§ About this task:
Return the opening lines of the material, word for word. End with the line that contains "let delay = self.delay.to_le_bytes();".

- Opening Delimiter -

//! Messages exchanged with the reader.
//!
//! The device publishes a text record with the scrolled text and a binary
//! status record. The reader answers with a text record replacing the text, or
//! a binary record carrying a command byte and its argument.

use heapless::Vec;

use crate::config::MAX_TEXT_CHARS;
use crate::font::Font;
use crate::interface::{NdefTag, Record, RecordType};
use crate::music::Song;
use crate::scan::Position;

pub const LANGUAGE: &str = "en";
pub const MIME_TYPE: &str = "application/octet-stream";

/// Leading byte of the binary records
#[derive(Debug, Clone, Copy, PartialEq, Eq)]
#[cfg_attr(feature = "defmt", derive(defmt::Format))]
#[repr(u8)]
pub enum Command {
    Speed = 0x51,
    Status = 0x52,
    Music = 0x53,
}

/// Raster columns between the scan position and the reported position
const LOOKAHEAD: usize = 5;

/// Where the scroll will be, reported so the reader can follow along
#[derive(Debug, Clone, Copy, PartialEq, Eq)]
#[cfg_attr(feature = "defmt", derive(defmt::Format))]
pub struct Status {
    /// Raster column five columns ahead of the scan
    pub index: usize,
    /// Milliseconds until the scroll reaches `index`
    pub delay: u16,
    /// Milliseconds per scroll step
    pub period: u16,
    /// Speed relative to the speed offset
    pub raw_speed: u8,
    pub font: Font,
}

impl Status {
    pub fn new(pos: Position, refresh_ms: u32, speed_offset: u8, font: Font) -> Self {
        let index = match pos.len {
            0 => 0,
            len => (pos.start + LOOKAHEAD) % len,
        };
        let frame = refresh_ms as i64 * crate::config::MATRIX_COLUMNS as i64;
        let delay = (pos.speed as i64 - pos.scan_count as i64) * frame - pos.step as i64 * refresh_ms as i64;
        Self {
            index,
            delay: delay as u16,
            period: (pos.speed as i64 * frame) as u16,
            raw_speed: pos.speed.wrapping_sub(speed_offset),
            font,
        }
    }

    pub fn encode(&self) -> [u8; 9] {
        let delay = self.delay.to_le_bytes();
        let period = self.period.to_le_bytes();
        [
            Command::Status as u8,
            (self.index / 6) as u8,
            (self.index % 6) as u8,
            delay[0],
            delay[1],
            period[0],
            period[1],
            self.raw_speed,
            self.font.code(),
        ]
    }
}

#[derive(Debug, Clone, Copy, PartialEq, Eq)]
#[cfg_attr(feature = "defmt", derive(defmt::Format))]
pub enum PublishError<E> {
    /// A record step failed, the message was not committed
    Tag(E),
}

/// Writes the text and status records and commits the message.
///
/// Nothing is committed when any step fails.
pub fn publish<T: NdefTag>(
    tag: &mut T,
    text: &str,
    status: &Status,
) -> Result<(), PublishError<T::Error>> {
    tag.begin_message().map_err(PublishError::Tag)?;
    tag.create_record(RecordType::Text { language: LANGUAGE })
        .map_err(PublishError::Tag)?;
    tag.write_payload(text.as_bytes()).map_err(PublishError::Tag)?;
    tag.commit_record().map_err(PublishError::Tag)?;
    tag.create_record(RecordType::Mime { mime_type: MIME_TYPE })
        .map_err(PublishError::Tag)?;
    tag.write_payload(&status.encode()).map_err(PublishError::Tag)?;
    tag.commit_record().map_err(PublishError::Tag)?;
    tag.commit_message().map_err(PublishError::Tag)?;
    trace!("Published status {}", status);
    Ok(())
}

/// A decoded record sent by the reader
#[derive(Debug, Clone, PartialEq, Eq)]
pub enum HostCommand {
    Text(Vec<u8, MAX_TEXT_CHARS>),
    /// `None` when the reader sent a melody without tempo or notes
    Music(Option<Song>),
    /// Raw speed, still relative to the speed offset
    Speed(u8),
}

impl HostCommand {
    pub fn decode(record: &Record<'_>) -> Option<Self> {
        match record.kind {
            RecordType::Text { language } if language.starts_with(LANGUAGE) => {
                let len = record.payload.len().min(MAX_TEXT_CHARS);
                Vec::from_slice(&record.payload[..len]).ok().map(Self::Text)
            }
            RecordType::Mime { mime_type } if mime_type.starts_with(MIME_TYPE) => {
                match record.payload.split_first() {
                    Some((&cmd, data)) if cmd == Command::Music as u8 => {
                        Some(Self::Music(Song::decode(data)))
                    }
                    Some((&cmd, &[raw, ..])) if cmd == Command::Speed as u8 => Some(Self::Speed(raw)),
                    _ => {
                        debug!("Ignoring binary record {=[u8]:x}", record.payload);
                        None
                    }
                }
            }
            _ => {
                debug!("Ignoring record {}", record.kind);
                None
            }
        }
    }
}
//! Tagged records in fixed EEPROM slots.
//!
//! Every record starts with a 4 byte header holding its tag and payload
//! length. A slot whose header does not carry the expected tag, or claims more
//! than the slot holds, reads as empty.

use bilge::prelude::*;

use crate::config::MAX_TEXT_CHARS;
use crate::display::DisplayText;
use crate::interface::Eeprom;
use crate::music::Song;

pub const HEADER_SIZE: u32 = 4;
pub const PAGE_SIZE: u32 = 64;

/// Start of every slot in tag order, the last entry ends the table
const SLOT_ADDRESS: [u32; 5] = [0, 2 * PAGE_SIZE, 3 * PAGE_SIZE, 19 * PAGE_SIZE, 60 * PAGE_SIZE];

#[derive(Debug, Clone, Copy, PartialEq, Eq)]
#[cfg_attr(feature = "defmt", derive(defmt::Format))]
#[repr(u8)]
pub enum Tag {
    Text = 0xA1,
    Speed = 0xA2,
    Music = 0xA3,
    /// Slot reserved for logged temperatures, unused
    TemperatureLog = 0xA4,
}

impl Tag {
    fn slot(self) -> usize {
        (self as u8 - Tag::Text as u8) as usize
    }

    pub fn address(self) -> u32 {
        SLOT_ADDRESS[self.slot()]
    }

    /// Largest payload the slot holds
    pub fn capacity(self) -> u32 {
        SLOT_ADDRESS[self.slot() + 1] - self.address() - HEADER_SIZE
    }
}

#[bitsize(32)]
#[derive(FromBits, DebugBits, Clone, Copy, PartialEq, Eq)]
pub struct RecordHeader {
    pub tag: u8,
    /// Payload length, little endian on storage
    pub len: u16,
    reserved: u8,
}

impl RecordHeader {
    fn for_payload(tag: Tag, len: u16) -> Self {
        let mut header = Self::from(0u32);
        header.set_tag(tag as u8);
        header.set_len(len);
        header
    }
}

#[derive(Debug, Clone, Copy, PartialEq, Eq)]
#[cfg_attr(feature = "defmt", derive(defmt::Format))]
pub enum StoreError<E> {
    Storage(E),
    /// Header and payload would run into the next slot
    Overflow,
}

pub struct Settings<S: Eeprom> {
    storage: S,
}

impl<S: Eeprom> Settings<S> {
    pub fn new(storage: S) -> Self {
        Self { storage }
    }

    pub fn storage(&mut self) -> &mut S {
        &mut self.storage
    }

    pub fn release(self) -> S {
        self.storage
    }

    /// Copies the payload of `tag` into `buf` and returns its length.
    ///
    /// Zero when the slot is empty or invalid, or the payload does not fit `buf`.
    pub fn read_tag(&mut self, tag: Tag, buf: &mut [u8]) -> usize {
        let mut raw = [0; HEADER_SIZE as usize];
        if self.storage.read(tag.address(), &mut raw).is_err() {
            warn!("EEPROM header read failed for {}", tag);
            return 0;
        }
        let header = RecordHeader::from(u32::from_le_bytes(raw));
        let len = header.len() as usize;
        if header.tag() != tag as u8 || len as u32 > tag.capacity() {
            debug!("No valid record for {}", tag);
            return 0;
        }
        let Some(dest) = buf.get_mut(..len) else {
            debug!("Record {} does not fit {=usize} bytes", tag, buf.len());
            return 0;
        };
        match self.storage.read(tag.address() + HEADER_SIZE, dest) {
            Ok(()) => len,
            Err(_) => {
                warn!("EEPROM payload read failed for {}", tag);
                0
            }
        }
    }

    /// Rewrites header and payload of `tag`, then flushes
    pub fn write_tag(&mut self, tag: Tag, payload: &[u8]) -> Result<(), StoreError<S::Error>> {
        if payload.len() as u32 > tag.capacity() {
            warn!("Record {} of {=usize} bytes overflows its slot", tag, payload.len());
            return Err(StoreError::Overflow);
        }
        let header = RecordHeader::for_payload(tag, payload.len() as u16);
        self.storage
            .write(tag.address(), &u32::from(header).to_le_bytes())
            .map_err(StoreError::Storage)?;
        self.storage
            .write(tag.address() + HEADER_SIZE, payload)
            .map_err(StoreError::Storage)?;
        self.storage.flush().map_err(StoreError::Storage)?;
        debug!("Stored {} with {=usize} bytes", tag, payload.len());
        Ok(())
    }

    /// Writes `data` followed by NULs up to the next multiple of 4 bytes.
    ///
    /// `min_pad` forces that many NULs even when `data` is already aligned.
    fn write_padded(&mut self, tag: Tag, data: &[u8], min_pad: usize) -> Result<(), StoreError<S::Error>> {
        let mut buf = [0u8; 128];
        let len = (data.len() + min_pad + 3) & !3;
        let dest = buf.get_mut(..len).ok_or(StoreError::Overflow)?;
        dest[..data.len()].copy_from_slice(data);
        self.write_tag(tag, dest)
    }

    /// Loads the persisted text, false if there is none
    pub fn load_text(&mut self, text: &mut DisplayText) -> bool {
        let mut buf = [0u8; 128];
        let len = self.read_tag(Tag::Text, &mut buf);
        if len == 0 || buf[0] == 0 {
            return false;
        }
        text.set_base(&buf[..len.min(MAX_TEXT_CHARS)]);
        !text.is_empty()
    }

    /// Stores the text NUL terminated and padded
    pub fn store_text(&mut self, text: &str) -> Result<(), StoreError<S::Error>> {
        self.write_padded(Tag::Text, text.as_bytes(), 1)
    }

    /// Raw speed as sent by the reader
    pub fn load_speed(&mut self) -> Option<u8> {
        let mut buf = [0u8; 4];
        match self.read_tag(Tag::Speed, &mut buf) {
            0 => None,
            _ => Some(buf[0]),
        }
    }

    pub fn store_speed(&mut self, raw: u8) -> Result<(), StoreError<S::Error>> {
        self.write_tag(Tag::Speed, &[raw, 0, 0, 0])
    }

    pub fn load_song(&mut self) -> Option<Song> {
        let mut buf = [0u8; 1024];
        let len = self.read_tag(Tag::Music, &mut buf);
        Song::decode(&buf[..len])
    }

    /// Stores the encoded song padded to 4 bytes
    pub fn store_song(&mut self, song: &Song) -> Result<(), StoreError<S::Error>> {
        let mut buf = [0u8; 1020];
        let len = song.encoded_len();
        let padded = (len + 3) & !3;
        let dest = buf.get_mut(..padded).ok_or(StoreError::Overflow)?;
        dest[..2].copy_from_slice(&song.tempo.to_le_bytes());
        dest[2] = song.notes.len() as u8;
        let (notes, beats) = dest[3..len].split_at_mut(song.notes.len());
        notes.copy_from_slice(&song.notes);
        beats.copy_from_slice(&song.beats);
        self.write_tag(Tag::Music, dest)
    }
}
//! Logic of an NFC powered scrolling LED name tag.
//!
//! The tag harvests its supply from the reader field, scrolls a text over a
//! 5x7 LED matrix, optionally plays a melody, and swaps text, speed and melody
//! with the reader through NDEF messages in the shared NFC buffer. Settings
//! survive in EEPROM between sessions.
//!
//! Hardware access goes through the traits in [`interface`]; the firmware
//! crate implements them for the LPC8N04.
#![no_std]

#[macro_use]
mod fmt;

pub mod app;
pub mod config;
pub mod display;
pub mod exchange;
pub mod font;
pub mod interface;
pub mod link;
pub mod music;
pub mod scan;
pub mod semaphore;
pub mod settings;
pub mod shared;

#[cfg(test)]
mod mock;

pub use app::{App, Boot, Peripherals};
pub use config::{Config, PowerMode};
pub use shared::Shared;
use fugit::MicrosDurationU32;

/// Bytes reserved for one NDEF message in the shared buffer, a multiple of 4
pub const MESSAGE_CAPACITY: usize = 512;
/// Display text including the temperature suffix
pub const MAX_DISPLAY_CHARS: usize = 130;
/// Room kept free for the temperature suffix
pub const SUFFIX_CHARS: usize = 20;
/// Longest user text, persisted or received over NFC
pub const MAX_TEXT_CHARS: usize = MAX_DISPLAY_CHARS - SUFFIX_CHARS;
/// One glyph is six columns wide, the last one being the gap
pub const GLYPH_COLUMNS: usize = 6;
pub const MAX_PATTERN_LEN: usize = GLYPH_COLUMNS * MAX_DISPLAY_CHARS;
/// Columns of the physical matrix, also the number of ticks per scroll step
pub const MATRIX_COLUMNS: usize = 5;
pub const MATRIX_ROWS: usize = 7;
pub const MAX_SONG_LEN: usize = 200;

/// Where the device goes once the host stops talking
#[derive(Debug, Clone, Copy, PartialEq, Eq)]
#[cfg_attr(feature = "defmt", derive(defmt::Format))]
pub enum PowerMode {
    DeepPowerDown,
    /// Disconnects the supply; only taken when explicitly configured
    PowerOff,
}

#[derive(Debug, Clone)]
#[cfg_attr(feature = "defmt", derive(defmt::Format))]
pub struct Config {
    /// Window for the first command after boot, in measurement ticks
    pub first_host_timeout: u16,
    /// Window renewed by every field-on and message event
    pub host_timeout: u16,
    /// Grace period after the field drops, covers PCDs that cycle the field
    pub last_host_timeout: u16,
    /// Period of the display interrupt, one matrix column per period
    pub refresh_period: MicrosDurationU32,
    /// Scan ticks per scroll step when nothing valid is stored
    pub default_speed: u8,
    /// Scroll speed of the idle spinner
    pub idle_speed: u8,
    pub min_speed: u8,
    pub max_speed: u8,
    /// The host sends and stores speeds relative to this offset
    pub speed_offset: u8,
    pub default_text: &'static str,
    pub power_mode: PowerMode,
}

impl Default for Config {
    fn default() -> Self {
        Self::DEFAULT
    }
}

impl Config {
    pub const DEFAULT: Self = Self {
        first_host_timeout: 100,
        host_timeout: 100,
        last_host_timeout: 100,
        refresh_period: MicrosDurationU32::millis(4),
        default_speed: 20,
        idle_speed: 5,
        min_speed: 5,
        max_speed: 30,
        speed_offset: 5,
        default_text: "The LPC Experience; Your World Reimagined",
        power_mode: PowerMode::DeepPowerDown,
    };

    /// Refresh period in milliseconds, as reported to the reader
    pub fn refresh_millis(&self) -> u32 {
        self.refresh_period.to_millis()
    }

    /// Converts a raw host/EEPROM speed into scan ticks per step.
    ///
    /// Out of range values fall back to the default instead of clamping.
    pub fn speed_from_raw(&self, raw: u8) -> u8 {
        let speed = raw as u16 + self.speed_offset as u16;
        if speed < self.min_speed as u16 || speed > self.max_speed as u16 {
            self.default_speed
        } else {
            speed as u8
        }
    }
}

#[cfg(test)]
mod tests {
    use super::*;

    #[test]
    fn raw_speed_is_offset() {
        let conf = Config::default();
        assert_eq!(conf.speed_from_raw(10), 15);
        assert_eq!(conf.speed_from_raw(0), 5);
        assert_eq!(conf.speed_from_raw(25), 30);
    }

    #[test]
    fn out_of_range_speed_falls_back() {
        let conf = Config::default();
        assert_eq!(conf.speed_from_raw(26), 20);
        assert_eq!(conf.speed_from_raw(255), 20);
    }
}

- Closing Delimiter -

§ Exercise output:
//! Messages exchanged with the reader.
//!
//! The device publishes a text record with the scrolled text and a binary
//! status record. The reader answers with a text record replacing the text, or
//! a binary record carrying a command byte and its argument.

use heapless::Vec;

use crate::config::MAX_TEXT_CHARS;
use crate::font::Font;
use crate::interface::{NdefTag, Record, RecordType};
use crate::music::Song;
use crate::scan::Position;

pub const LANGUAGE: &str = "en";
pub const MIME_TYPE: &str = "application/octet-stream";

/// Leading byte of the binary records
#[derive(Debug, Clone, Copy, PartialEq, Eq)]
#[cfg_attr(feature = "defmt", derive(defmt::Format))]
#[repr(u8)]
pub enum Command {
    Speed = 0x51,
    Status = 0x52,
    Music = 0x53,
}

/// Raster columns between the scan position and the reported position
const LOOKAHEAD: usize = 5;

/// Where the scroll will be, reported so the reader can follow along
#[derive(Debug, Clone, Copy, PartialEq, Eq)]
#[cfg_attr(feature = "defmt", derive(defmt::Format))]
pub struct Status {
    /// Raster column five columns ahead of the scan
    pub index: usize,
    /// Milliseconds until the scroll reaches `index`
    pub delay: u16,
    /// Milliseconds per scroll step
    pub period: u16,
    /// Speed relative to the speed offset
    pub raw_speed: u8,
    pub font: Font,
}

impl Status {
    pub fn new(pos: Position, refresh_ms: u32, speed_offset: u8, font: Font) -> Self {
        let index = match pos.len {
            0 => 0,
            len => (pos.start + LOOKAHEAD) % len,
        };
        let frame = refresh_ms as i64 * crate::config::MATRIX_COLUMNS as i64;
        let delay = (pos.speed as i64 - pos.scan_count as i64) * frame - pos.step as i64 * refresh_ms as i64;
        Self {
            index,
            delay: delay as u16,
            period: (pos.speed as i64 * frame) as u16,
            raw_speed: pos.speed.wrapping_sub(speed_offset),
            font,
        }
    }

    pub fn encode(&self) -> [u8; 9] {
        let delay = self.delay.to_le_bytes();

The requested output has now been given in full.